O como diría un gran maestro:
En esta fase del curso, empezamos a concretar nuestro paisaje o, en palabras de los entrenadores, “dar rigor curricular al paisaje de aprendizaje”.
Manos a la obra. Completé la plantilla conectando las actividades (ya enlazadas con sus inteligencias y la taxonomía de Bloom) con las competencias que se trabajan y los estándares de aprendizaje evaluables. De esta manera, obtenemos una herramienta muy valiosa para la evaluación de las actividades.
Otro elemento que me ayudó a tener una visión más completa del paisaje es el MIND MAP. En él, se le da forma al itinerario que seguirán los alumnos, a la vez que asignamos un valor a cada una de las actividades, según sean obligatiorias, optativas o voluntarias.
Como podemos apreciar, los diferentes colores definene el tipo de actividad y cada una lleva asignado un porcentaje.
Este esquema fue realizado con la herramienta bubbl.us. Al principio costó hacerme con ella, pero al final lo conseguí (aunque reconozco que podría haber sido más original, colorida o diferente).
El tema de los mapas mentales es muy útil en mis clases.
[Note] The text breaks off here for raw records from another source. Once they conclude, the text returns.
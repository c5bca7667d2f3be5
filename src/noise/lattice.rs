//! Keyed lattice hash: integer grid point to a value in [0, 1)

use super::channel::ChannelConfig;
use super::key::{unit_from_u64, KeyMaterial, KeyedHash};

/// Deterministic pseudo-random value per integer lattice point of one channel.
#[derive(Clone)]
pub struct LatticeHash {
    hash: KeyedHash,
}

impl LatticeHash {
    pub fn new(key: &KeyMaterial, channel: &ChannelConfig) -> Self {
        Self {
            hash: KeyedHash::new(key, channel.salt()),
        }
    }

    /// 64-bit hash of the lattice point, over the signed big-endian encodings of q and r.
    #[inline]
    pub fn hash_u64(&self, q: i64, r: i64) -> u64 {
        self.hash.hash_i64s(&[q, r])
    }

    /// Lattice value in [0, 1).
    #[inline]
    pub fn hash_unit(&self, q: i64, r: i64) -> f64 {
        unit_from_u64(self.hash_u64(q, r))
    }
}

#[cfg(test)]
mod tests {
    use super::*;
    use crate::noise::channel::{ChannelTable, NoiseChannel};

    fn altitude_hash(seed: &str) -> LatticeHash {
        let table = ChannelTable::standard().unwrap();
        LatticeHash::new(&KeyMaterial::derive(seed), table.get(NoiseChannel::Altitude))
    }

    #[test]
    fn test_hash_deterministic() {
        let h1 = altitude_hash("seed-1");
        let h2 = altitude_hash("seed-1");
        assert_eq!(h1.hash_u64(3, 5), h2.hash_u64(3, 5));
        assert_eq!(h1.hash_unit(3, 5), h2.hash_unit(3, 5));
        assert_ne!(h1.hash_u64(3, 5), h1.hash_u64(4, 5));
    }

    #[test]
    fn test_hash_unit_range_and_negatives() {
        let h = altitude_hash("seed-1");
        for q in -20..20 {
            for r in -20..20 {
                let v = h.hash_unit(q, r);
                assert!((0.0..1.0).contains(&v), "({}, {}) -> {}", q, r, v);
            }
        }
        assert!((0.0..1.0).contains(&h.hash_unit(i64::MIN, i64::MAX)));
    }

    #[test]
    fn test_hash_not_symmetric() {
        let h = altitude_hash("seed");
        assert_ne!(h.hash_u64(1, 2), h.hash_u64(2, 1));
        assert_ne!(h.hash_u64(-1, 0), h.hash_u64(1, 0));
    }

    #[test]
    fn test_channels_decorrelated() {
        let table = ChannelTable::standard().unwrap();
        let key = KeyMaterial::derive("seed");
        let alt = LatticeHash::new(&key, table.get(NoiseChannel::Altitude));
        let hum = LatticeHash::new(&key, table.get(NoiseChannel::Humidity));
        assert_ne!(alt.hash_u64(0, 0), hum.hash_u64(0, 0));
    }

    #[test]
    fn test_known_answer_values() {
        // Keyed BLAKE2b-64 with the "abc" campaign key; changing these breaks NOISE_FORMAT_VERSION 1
        let table = ChannelTable::standard().unwrap();
        let key = KeyMaterial::derive("abc");
        let alt = LatticeHash::new(&key, table.get(NoiseChannel::Altitude));
        let hum = LatticeHash::new(&key, table.get(NoiseChannel::Humidity));

        assert_eq!(alt.hash_u64(3, 5), 14488738382952013478);
        assert_eq!(alt.hash_unit(3, 5), 0.7854360815685344);
        assert_eq!(hum.hash_u64(-7, 12), 13983978798800043469);
        assert_eq!(hum.hash_unit(-7, 12), 0.7580730096825121);
    }

    #[test]
    fn test_hash_roughly_uniform() {
        let h = altitude_hash("uniformity");
        let mut buckets = [0u32; 4];
        for q in 0..40 {
            for r in 0..40 {
                buckets[(h.hash_unit(q, r) * 4.0) as usize] += 1;
            }
        }
        // 1600 samples, 400 expected per bucket
        for count in buckets {
            assert!((300..500).contains(&count), "buckets {:?}", buckets);
        }
    }
}
//! Logging initialization

/// Initialize the logging system
///
/// Uses env_logger with default filter level of `info`.
/// Override with RUST_LOG environment variable.
///
/// # Example
/// ```
/// seedscape::core::logging::init();
/// log::info!("Generator started");
/// ```
pub fn init() {
    env_logger::Builder::from_env(
        env_logger::Env::default().default_filter_or("info")
    )
    .format_timestamp_millis()
    .init();
}
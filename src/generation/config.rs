//! Campaign-level generation configuration.

use serde::{Deserialize, Serialize};

use crate::core::ConfigurationError;
use super::select::CategoryAttribute;

/// Per-campaign category lists for the discrete tile attributes.
///
/// Every list must be non-empty; there are no built-in fallbacks.
#[derive(Clone, Debug, Default, PartialEq, Eq, Serialize, Deserialize)]
pub struct CategoryDomains {
    pub biomes: Vec<String>,
    pub features: Vec<String>,
    pub encounters: Vec<String>,
}

impl CategoryDomains {
    pub fn new<S: Into<String>>(
        biomes: impl IntoIterator<Item = S>,
        features: impl IntoIterator<Item = S>,
        encounters: impl IntoIterator<Item = S>,
    ) -> Self {
        Self {
            biomes: biomes.into_iter().map(Into::into).collect(),
            features: features.into_iter().map(Into::into).collect(),
            encounters: encounters.into_iter().map(Into::into).collect(),
        }
    }

    /// The domain backing one attribute.
    pub fn get(&self, attribute: CategoryAttribute) -> &[String] {
        match attribute {
            CategoryAttribute::Biome => &self.biomes,
            CategoryAttribute::Feature => &self.features,
            CategoryAttribute::Encounter => &self.encounters,
        }
    }

    /// Fails on the first empty domain, in biome, feature, encounter order.
    pub fn validate(&self) -> Result<(), ConfigurationError> {
        for attribute in CategoryAttribute::ALL {
            if self.get(attribute).is_empty() {
                return Err(ConfigurationError::EmptyDomain {
                    attribute: attribute.label().to_string(),
                });
            }
        }
        Ok(())
    }
}

/// Maps the [0, 1) altitude field onto metres.
#[derive(Clone, Debug, PartialEq, Serialize, Deserialize)]
#[serde(default)]
pub struct TerrainScale {
    pub min_altitude: f64,
    pub max_altitude: f64,
    /// Significant digits kept when rounding continuous attributes.
    pub significant_digits: u32,
}

impl Default for TerrainScale {
    fn default() -> Self {
        Self {
            min_altitude: -100.0,
            max_altitude: 10_000.0,
            significant_digits: 3,
        }
    }
}

/// Everything the generator needs from the campaign configuration collaborator.
#[derive(Clone, Debug, PartialEq, Serialize, Deserialize)]
pub struct GenerationConfig {
    /// Sole root of determinism for the campaign.
    pub seed: String,
    pub domains: CategoryDomains,
    #[serde(default)]
    pub terrain: TerrainScale,
}

impl GenerationConfig {
    pub fn new(seed: impl Into<String>, domains: CategoryDomains) -> Self {
        Self {
            seed: seed.into(),
            domains,
            terrain: TerrainScale::default(),
        }
    }
}
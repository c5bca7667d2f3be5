//! Tile generation: turns a campaign seed and tile id into a [`Tile`].
//!
//! The generator orchestrates:
//! 1. Domain validation (fails before any hashing)
//! 2. Category selection for biome, feature and encounter
//! 3. Fractal noise sampling for altitude and humidity (located tiles only)
//!
//! Generation is pure and holds no mutable state: one [`HexGenerator`] per
//! campaign may be shared freely across threads.

pub mod config;
pub mod select;
pub mod tile;

pub use config::{CategoryDomains, GenerationConfig, TerrainScale};
pub use select::{CategoryAttribute, CategorySelector};
pub use tile::{Terrain, Tile, TileId, TILE_SCHEMA_VERSION};

use std::sync::Arc;

use chrono::{DateTime, Utc};
use rayon::prelude::*;

use crate::core::Result;
use crate::math::{sround, HexCoord};
use crate::noise::{ChannelTable, KeyMaterial, Noise, NoiseChannel};

/// Per-campaign generator: key material derived once, reused for every tile.
#[derive(Clone)]
pub struct HexGenerator {
    key: Arc<KeyMaterial>,
    selector: CategorySelector,
    noise: Noise,
    domains: CategoryDomains,
    terrain: TerrainScale,
}

impl HexGenerator {
    /// Create a generator with the standard channel table.
    ///
    /// Empty domains are rejected before the channel salts are hashed.
    pub fn new(config: &GenerationConfig) -> Result<Self> {
        config.domains.validate()?;
        Self::with_channels(config, &ChannelTable::standard()?)
    }

    /// Create a generator with custom channel parameters.
    pub fn with_channels(config: &GenerationConfig, channels: &ChannelTable) -> Result<Self> {
        config.domains.validate()?;

        let key = Arc::new(KeyMaterial::derive(&config.seed));
        log::debug!(
            "Generator ready: {} biomes, {} features, {} encounters",
            config.domains.biomes.len(),
            config.domains.features.len(),
            config.domains.encounters.len()
        );

        Ok(Self {
            selector: CategorySelector::new(&key),
            noise: Noise::new(&key, channels),
            key,
            domains: config.domains.clone(),
            terrain: config.terrain.clone(),
        })
    }

    pub fn key(&self) -> &KeyMaterial {
        &self.key
    }

    pub fn noise(&self) -> &Noise {
        &self.noise
    }

    pub fn domains(&self) -> &CategoryDomains {
        &self.domains
    }

    /// Generate an unlocated tile stamped with the current time.
    pub fn generate(&self, tile_id: &str) -> Result<Tile> {
        self.generate_with(tile_id, None, Utc::now())
    }

    /// Generate a tile at `coord`, including its terrain block.
    pub fn generate_at(&self, tile_id: &str, coord: HexCoord) -> Result<Tile> {
        self.generate_with(tile_id, Some(coord), Utc::now())
    }

    /// Generate with an explicit timestamp. Identical inputs give identical tiles.
    pub fn generate_with(
        &self,
        tile_id: &str,
        coord: Option<HexCoord>,
        created_at: DateTime<Utc>,
    ) -> Result<Tile> {
        let pick = |attribute| self.selector.select(attribute, tile_id, self.domains.get(attribute));

        let biome = pick(CategoryAttribute::Biome)?;
        let feature = pick(CategoryAttribute::Feature)?;
        let encounter = pick(CategoryAttribute::Encounter)?;

        Ok(Tile {
            id: tile_id.to_string(),
            biome: biome.to_string(),
            features: vec![feature.to_string()],
            encounter: encounter.to_string(),
            discovered: true,
            notes: None,
            terrain: coord.map(|c| self.terrain_at(c)),
            created_at,
            version: TILE_SCHEMA_VERSION.to_string(),
        })
    }

    /// Continuous attributes at a hex cell.
    pub fn terrain_at(&self, coord: HexCoord) -> Terrain {
        let digits = self.terrain.significant_digits;
        let altitude01 = self.noise.noise(NoiseChannel::Altitude, coord);
        let humidity = self.noise.noise(NoiseChannel::Humidity, coord);
        let span = self.terrain.max_altitude - self.terrain.min_altitude;

        Terrain {
            altitude: sround(self.terrain.min_altitude + altitude01 * span, digits),
            humidity: sround(humidity, digits),
        }
    }

    /// Generate every tile within `radius` of `center`, in parallel.
    ///
    /// `id_of` names each cell; output order follows [`HexCoord::range`].
    pub fn generate_area<F>(
        &self,
        center: HexCoord,
        radius: u32,
        created_at: DateTime<Utc>,
        id_of: F,
    ) -> Result<Vec<(HexCoord, Tile)>>
    where
        F: Fn(HexCoord) -> TileId + Sync,
    {
        let cells = center.range(radius);
        let start = std::time::Instant::now();

        let tiles = cells
            .par_iter()
            .map(|&coord| {
                let id = id_of(coord);
                self.generate_with(&id, Some(coord), created_at).map(|t| (coord, t))
            })
            .collect::<Result<Vec<_>>>()?;

        log::info!(
            "Generated {} tiles (radius {}) in {:.1}ms",
            tiles.len(),
            radius,
            start.elapsed().as_secs_f64() * 1000.0
        );
        Ok(tiles)
    }
}

/// Single-shot entry point: `(seed, domains, tile_id) -> Tile`.
///
/// Empty domains abort with a configuration error before any hashing.
pub fn generate(
    seed: &str,
    domains: &CategoryDomains,
    tile_id: &str,
    created_at: Option<DateTime<Utc>>,
) -> Result<Tile> {
    let config = GenerationConfig::new(seed, domains.clone());
    HexGenerator::new(&config)?.generate_with(tile_id, None, created_at.unwrap_or_else(Utc::now))
}

/// Axial coordinate as a tile id, `"q,r"`.
pub fn axial_id(coord: HexCoord) -> TileId {
    format!("{},{}", coord.q, coord.r)
}
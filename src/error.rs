use std::path::PathBuf;

use thiserror::Error;

/// Errors raised by the data pipeline and the transforms.
///
/// Cell-level parse failures never show up here: they are replaced by
/// [`crate::data::loader::FILLER_VALUE`] inside the loader.
#[derive(Error, Debug)]
pub enum DataError {
    #[error("cannot read {}: {source}", .path.display())]
    Io {
        path: PathBuf,
        #[source]
        source: std::io::Error,
    },

    #[error("CSV tokenising error: {0}")]
    Csv(#[from] csv::Error),

    #[error("header line {line} not found (file has {lines_in_file} lines)")]
    HeaderNotFound { line: usize, lines_in_file: usize },

    #[error("no columns selected")]
    EmptySelection,

    #[error("cannot transform an empty signal")]
    EmptyInput,

    #[error("column position {position} is out of range for {columns} selected columns")]
    ColumnOutOfRange { position: isize, columns: usize },

    #[error("unknown transform: {0}")]
    UnknownTransform(String),
}

impl DataError {
    pub(crate) fn io(path: impl Into<PathBuf>, source: std::io::Error) -> Self {
        DataError::Io {
            path: path.into(),
            source,
        }
    }
}

pub type Result<T> = std::result::Result<T, DataError>;
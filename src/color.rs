use eframe::egui::Color32;
use palette::{Hsl, IntoColor, Srgb};

// ---------------------------------------------------------------------------
// Series palette
// ---------------------------------------------------------------------------

/// One colour per selected column, evenly spaced around the hue wheel.
#[derive(Debug, Clone, Default)]
pub struct SeriesPalette {
    colors: Vec<Color32>,
}

impl SeriesPalette {
    pub fn new(series: usize) -> Self {
        let colors = (0..series)
            .map(|i| hue_to_color32(i as f32 / series as f32 * 360.0))
            .collect();
        SeriesPalette { colors }
    }

    /// Colour of series `index`; falls back to grey past the end.
    pub fn color(&self, index: usize) -> Color32 {
        self.colors.get(index).copied().unwrap_or(Color32::GRAY)
    }

    /// Colour of the series at a possibly negative position (`-1` = last).
    pub fn color_at(&self, position: isize) -> Color32 {
        if self.colors.len() == 1 {
            return self.colors[0];
        }
        crate::data::matrix::resolve_position(position, self.colors.len())
            .map(|i| self.colors[i])
            .unwrap_or(Color32::GRAY)
    }
}

fn hue_to_color32(hue: f32) -> Color32 {
    let rgb: Srgb = Hsl::new(hue, 0.75, 0.55).into_color();
    let [r, g, b] = [rgb.red, rgb.green, rgb.blue].map(|c| (c.clamp(0.0, 1.0) * 255.0) as u8);
    Color32::from_rgb(r, g, b)
}
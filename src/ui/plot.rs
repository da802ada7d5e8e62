use eframe::egui::Ui;
use egui_plot::{Legend, Line, Plot, PlotPoints};

use crate::color::SeriesPalette;
use crate::state::{AppState, DetailSeries};

// ---------------------------------------------------------------------------
// Overview plot – every selected column against its row number
// ---------------------------------------------------------------------------

pub fn overview_plot(ui: &mut Ui, state: &AppState, height: f32) {
    let (Some(matrix), Some(selection)) = (&state.matrix, &state.selection) else {
        ui.centered_and_justified(|ui: &mut Ui| {
            ui.heading("Open a file (File → Open…), tick columns, then press Graph");
        });
        return;
    };

    let palette = SeriesPalette::new(selection.len());

    Plot::new("overview_plot")
        .height(height)
        .legend(Legend::default())
        .x_axis_label("sample")
        .y_axis_label(state.config.y_axis_label.as_str())
        .allow_boxed_zoom(true)
        .allow_drag(true)
        .allow_scroll(true)
        .allow_zoom(true)
        .show(ui, |plot_ui| {
            for (position, title) in selection.titles().iter().enumerate() {
                let points: PlotPoints = (0..matrix.rows())
                    .filter_map(|row| matrix.get(row, position).map(|v| [row as f64, v as f64]))
                    .collect();
                plot_ui.line(
                    Line::new(points)
                        .name(title)
                        .color(palette.color(position))
                        .width(1.5),
                );
            }
        });
}

// ---------------------------------------------------------------------------
// Detail plot – one column, raw or transformed
// ---------------------------------------------------------------------------

pub fn detail_plot(ui: &mut Ui, state: &AppState, height: f32) {
    let (Some(detail), Some(selection)) = (&state.detail, &state.selection) else {
        return;
    };
    let color = SeriesPalette::new(selection.len()).color_at(state.detail_position);
    let display = state.coefficient_display;

    let (points, x_label, y_label, transformed): (PlotPoints, &str, String, bool) =
        match &detail.series {
            DetailSeries::Raw(values) => (
                values
                    .iter()
                    .enumerate()
                    .map(|(i, &v)| [i as f64, v as f64])
                    .collect(),
                "sample",
                state.config.y_axis_label.clone(),
                false,
            ),
            // Bins are drawn in DFT order; no fftshift.
            DetailSeries::Transformed(result) => (
                result
                    .frequencies
                    .iter()
                    .zip(&result.coefficients)
                    .map(|(&f, c)| [f, display.project(c)])
                    .collect(),
                result.x_label,
                format!("{} ({})", result.y_label, display.label().to_lowercase()),
                true,
            ),
        };

    // Fresh plot memory whenever the series changes, so the view re-fits.
    Plot::new(("detail_plot", detail.title.as_str(), transformed, display.label()))
        .height(height)
        .legend(Legend::default())
        .x_axis_label(x_label)
        .y_axis_label(y_label)
        .allow_boxed_zoom(true)
        .show(ui, |plot_ui| {
            plot_ui.line(
                Line::new(points)
                    .name(&detail.title)
                    .color(color)
                    .width(1.5),
            );
        });
}
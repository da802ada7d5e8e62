use eframe::egui::{self, Color32, RichText, ScrollArea, Ui};

use crate::data::matrix::resolve_position;
use crate::state::{AppState, CoefficientDisplay, DetailMode};

// ---------------------------------------------------------------------------
// Left side panel – column selection and detail controls
// ---------------------------------------------------------------------------

/// Render the left panel: one checkbox per title, then the detail-view controls.
pub fn side_panel(ui: &mut Ui, state: &mut AppState) {
    ui.heading(state.file_name().unwrap_or_else(|| "Columns".to_string()));
    ui.separator();

    if state.file_path.is_none() {
        ui.label("No file loaded.");
        return;
    }
    if state.titles.is_empty() {
        ui.label(format!("Line {} has no column titles.", state.header_line));
        return;
    }

    ScrollArea::vertical()
        .id_salt("column_checkboxes")
        .max_height(ui.available_height() * 0.5)
        .auto_shrink([false, true])
        .show(ui, |ui: &mut Ui| {
            for (title, checked) in state.titles.iter().zip(state.flags.iter_mut()) {
                let label = if title.is_empty() { "<blank>" } else { title };
                ui.checkbox(checked, label);
            }
        });

    ui.horizontal(|ui: &mut Ui| {
        if ui.small_button("All").clicked() {
            state.flags.iter_mut().for_each(|f| *f = true);
        }
        if ui.small_button("None").clicked() {
            state.flags.iter_mut().for_each(|f| *f = false);
        }
    });

    if ui.button("Graph").clicked() {
        let result = state.confirm();
        state.report(result);
    }
    if state.selection_warning {
        ui.label(
            RichText::new("Select at least one column")
                .color(Color32::RED)
                .strong(),
        );
    }

    detail_controls(ui, state);
}

fn detail_controls(ui: &mut Ui, state: &mut AppState) {
    let Some(selection) = &state.selection else {
        return;
    };
    let titles = selection.titles().to_vec();
    let current = if titles.len() == 1 {
        Some(0)
    } else {
        resolve_position(state.detail_position, titles.len())
    };

    ui.separator();
    ui.strong("Detail column");
    for (position, title) in titles.iter().enumerate() {
        if ui
            .selectable_label(current == Some(position), title.as_str())
            .clicked()
        {
            let result = state.select_detail_column(position as isize);
            state.report(result);
        }
    }

    ui.separator();
    ui.strong("View");
    let modes: Vec<DetailMode> = std::iter::once(DetailMode::Raw)
        .chain(state.registry.iter().map(|t| DetailMode::Transform(t.name)))
        .collect();
    ui.horizontal_wrapped(|ui: &mut Ui| {
        for mode in modes {
            let label = match mode {
                DetailMode::Raw => "Raw",
                DetailMode::Transform(name) => name,
            };
            if ui
                .selectable_label(state.detail_mode == mode, label)
                .clicked()
            {
                let result = state.select_detail_mode(mode);
                state.report(result);
            }
        }
    });

    if matches!(state.detail_mode, DetailMode::Transform(_)) {
        egui::ComboBox::from_id_salt("coefficient_display")
            .selected_text(state.coefficient_display.label())
            .show_ui(ui, |ui: &mut Ui| {
                for display in CoefficientDisplay::ALL {
                    ui.selectable_value(&mut state.coefficient_display, display, display.label());
                }
            });
    }
}

// ---------------------------------------------------------------------------
// Top bar
// ---------------------------------------------------------------------------

/// Render the top menu / toolbar.
pub fn top_bar(ui: &mut Ui, state: &mut AppState) {
    egui::menu::bar(ui, |ui: &mut Ui| {
        ui.menu_button("File", |ui: &mut Ui| {
            if ui.button("Open…").clicked() {
                open_file_dialog(state);
                ui.close_menu();
            }
        });

        ui.separator();

        ui.label("Header line");
        if ui
            .add(egui::DragValue::new(&mut state.header_line).range(1..=1_000_000))
            .changed()
        {
            let result = state.reload_header();
            state.report(result);
        }

        if let Some(matrix) = &state.matrix {
            ui.separator();
            let (rows, columns) = matrix.shape();
            ui.label(format!("{rows} rows × {columns} columns"));
        }

        if let Some(msg) = &state.status_message {
            ui.separator();
            ui.label(RichText::new(msg).color(Color32::RED));
        }
    });
}

// ---------------------------------------------------------------------------
// File dialog
// ---------------------------------------------------------------------------

pub fn open_file_dialog(state: &mut AppState) {
    let file = rfd::FileDialog::new()
        .set_title("Open CSV file")
        .add_filter("CSV", &["csv"])
        .add_filter("Text", &["txt", "dat"])
        .pick_file();

    if let Some(path) = file {
        log::info!("Opening {}", path.display());
        let result = state.open_file(path);
        state.report(result);
    }
}
use rustfft::num_complex::Complex;
use rustfft::FftPlanner;

use super::SpectralResult;
use crate::error::{DataError, Result};

/// Time between consecutive samples, in the same unit the frequency axis is the inverse of.
pub const SAMPLE_INTERVAL: f64 = 0.01;

pub const FREQUENCY_LABEL: &str = "frequency";
pub const FOURIER_LABEL: &str = "fourier";

/// Unnormalised forward DFT of `signal`, bins in standard order (DC first,
/// positive frequencies, then negative ones). Nothing is reordered or reduced.
pub fn fourier(signal: &[f64]) -> Result<SpectralResult> {
    if signal.is_empty() {
        return Err(DataError::EmptyInput);
    }
    let n = signal.len();

    let mut buffer: Vec<Complex<f64>> = signal.iter().map(|&v| Complex::new(v, 0.0)).collect();
    let mut planner = FftPlanner::<f64>::new();
    planner.plan_fft_forward(n).process(&mut buffer);

    Ok(SpectralResult {
        frequencies: fftfreq(n, SAMPLE_INTERVAL),
        coefficients: buffer,
        x_label: FREQUENCY_LABEL,
        y_label: FOURIER_LABEL,
    })
}

/// Frequency of each DFT bin for `n` samples spaced `interval` apart.
///
/// `[0, 1, …, ⌈n/2⌉-1, -⌊n/2⌋, …, -1] / (n * interval)`
pub fn fftfreq(n: usize, interval: f64) -> Vec<f64> {
    let span = n as f64 * interval;
    let positive = n.div_ceil(2);
    (0..n)
        .map(|i| {
            let k = if i < positive {
                i as f64
            } else {
                i as f64 - n as f64
            };
            k / span
        })
        .collect()
}

#[cfg(test)]
mod tests {
    use super::*;

    fn sine(freq: f64, samples: usize) -> Vec<f64> {
        (0..samples)
            .map(|i| {
                let t = i as f64 * SAMPLE_INTERVAL;
                (1000.0 * (2.0 * std::f64::consts::PI * freq * t).sin()).round()
            })
            .collect()
    }

    #[test]
    fn test_fftfreq_even() {
        let f = fftfreq(4, 0.25);
        assert_eq!(f, vec![0.0, 1.0, -2.0, -1.0]);
    }

    #[test]
    fn test_fftfreq_odd() {
        let f = fftfreq(5, 0.01);
        let expected = [0.0, 20.0, 40.0, -40.0, -20.0];
        for (got, want) in f.iter().zip(expected) {
            assert!((got - want).abs() < 1e-9, "{got} != {want}");
        }
    }

    #[test]
    fn test_fftfreq_single() {
        assert_eq!(fftfreq(1, SAMPLE_INTERVAL), vec![0.0]);
    }

    #[test]
    fn test_dc_bin_is_sum() {
        let result = fourier(&[1.0, 2.0, 3.0, 4.0]).unwrap();
        assert!((result.coefficients[0].re - 10.0).abs() < 1e-9);
        assert!(result.coefficients[0].im.abs() < 1e-9);
    }

    #[test]
    fn test_sine_peak_at_source_frequency() {
        let f0 = 5.0;
        let result = fourier(&sine(f0, 200)).unwrap();
        let magnitudes: Vec<f64> = result.coefficients.iter().map(|c| c.norm()).collect();

        let half = result.frequencies.len() / 2;
        let peak = (1..half)
            .max_by(|&a, &b| magnitudes[a].total_cmp(&magnitudes[b]))
            .unwrap();
        let nearest = (1..half)
            .min_by(|&a, &b| {
                (result.frequencies[a] - f0)
                    .abs()
                    .total_cmp(&(result.frequencies[b] - f0).abs())
            })
            .unwrap();
        assert_eq!(peak, nearest);
        assert!((result.frequencies[peak] - f0).abs() < 1e-9);
    }

    #[test]
    fn test_output_lengths_and_labels() {
        let result = fourier(&[104.0, 103.0, 102.0, 101.0, 100.0]).unwrap();
        assert_eq!(result.frequencies.len(), 5);
        assert_eq!(result.coefficients.len(), 5);
        assert_eq!(result.x_label, "frequency");
        assert_eq!(result.y_label, "fourier");
    }

    #[test]
    fn test_bit_identical_on_repeat() {
        let signal = sine(3.0, 97);
        let a = fourier(&signal).unwrap();
        let b = fourier(&signal).unwrap();
        let bits = |r: &SpectralResult| {
            r.coefficients
                .iter()
                .flat_map(|c| [c.re.to_bits(), c.im.to_bits()])
                .chain(r.frequencies.iter().map(|f| f.to_bits()))
                .collect::<Vec<u64>>()
        };
        assert_eq!(bits(&a), bits(&b));
    }

    #[test]
    fn test_empty_input() {
        assert!(matches!(fourier(&[]), Err(DataError::EmptyInput)));
    }
}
Es una herramienta muy vistosa que ayuda a los alumnos a aclararse con algunos temas que, expuestos de una manera tradicional, les resultarían poco atractivos o enrevesados.
Por último, os presento mi rúbrica para evaluar las actividades de producción oral:
Esta no es una herramienta nueva para mí, ya que la empleo para evaluar las presentaciones orales en mis clases de inglés. Fue realizada desde la web http://rubistar.4teachers.org/ y se puede adaptar y modificar a nuestro antojo para poderla utilizar en cualquier actividad. Es una herramienta muy recomendable para todo profesor, incluso quienes no estén haciendo este curso.
Para finalizar, llega el momento de la franqueza:
Al comienzo del curso me parecía dificil hacer ver a los compañeros que se puede dar el mismo temario de una manera diferente. Pensaba que sería difícil demostrar que esto no es sólo poner a los alumnos a jugar con el ordenador. Sin embargo, esta fase del curso ha servido de ayuda para quienes tuvieran miedo de que les acusaran de hacer cosas sin sentido pedagógico. Ahora todo tiene un sentido y se puede defender su validez académica.
Solo nos falta la narración, gamificación y digitalización, las partes que espero con más ganas.
¡Vamos a darles las gracias a nuestros queridos maestros vikingos!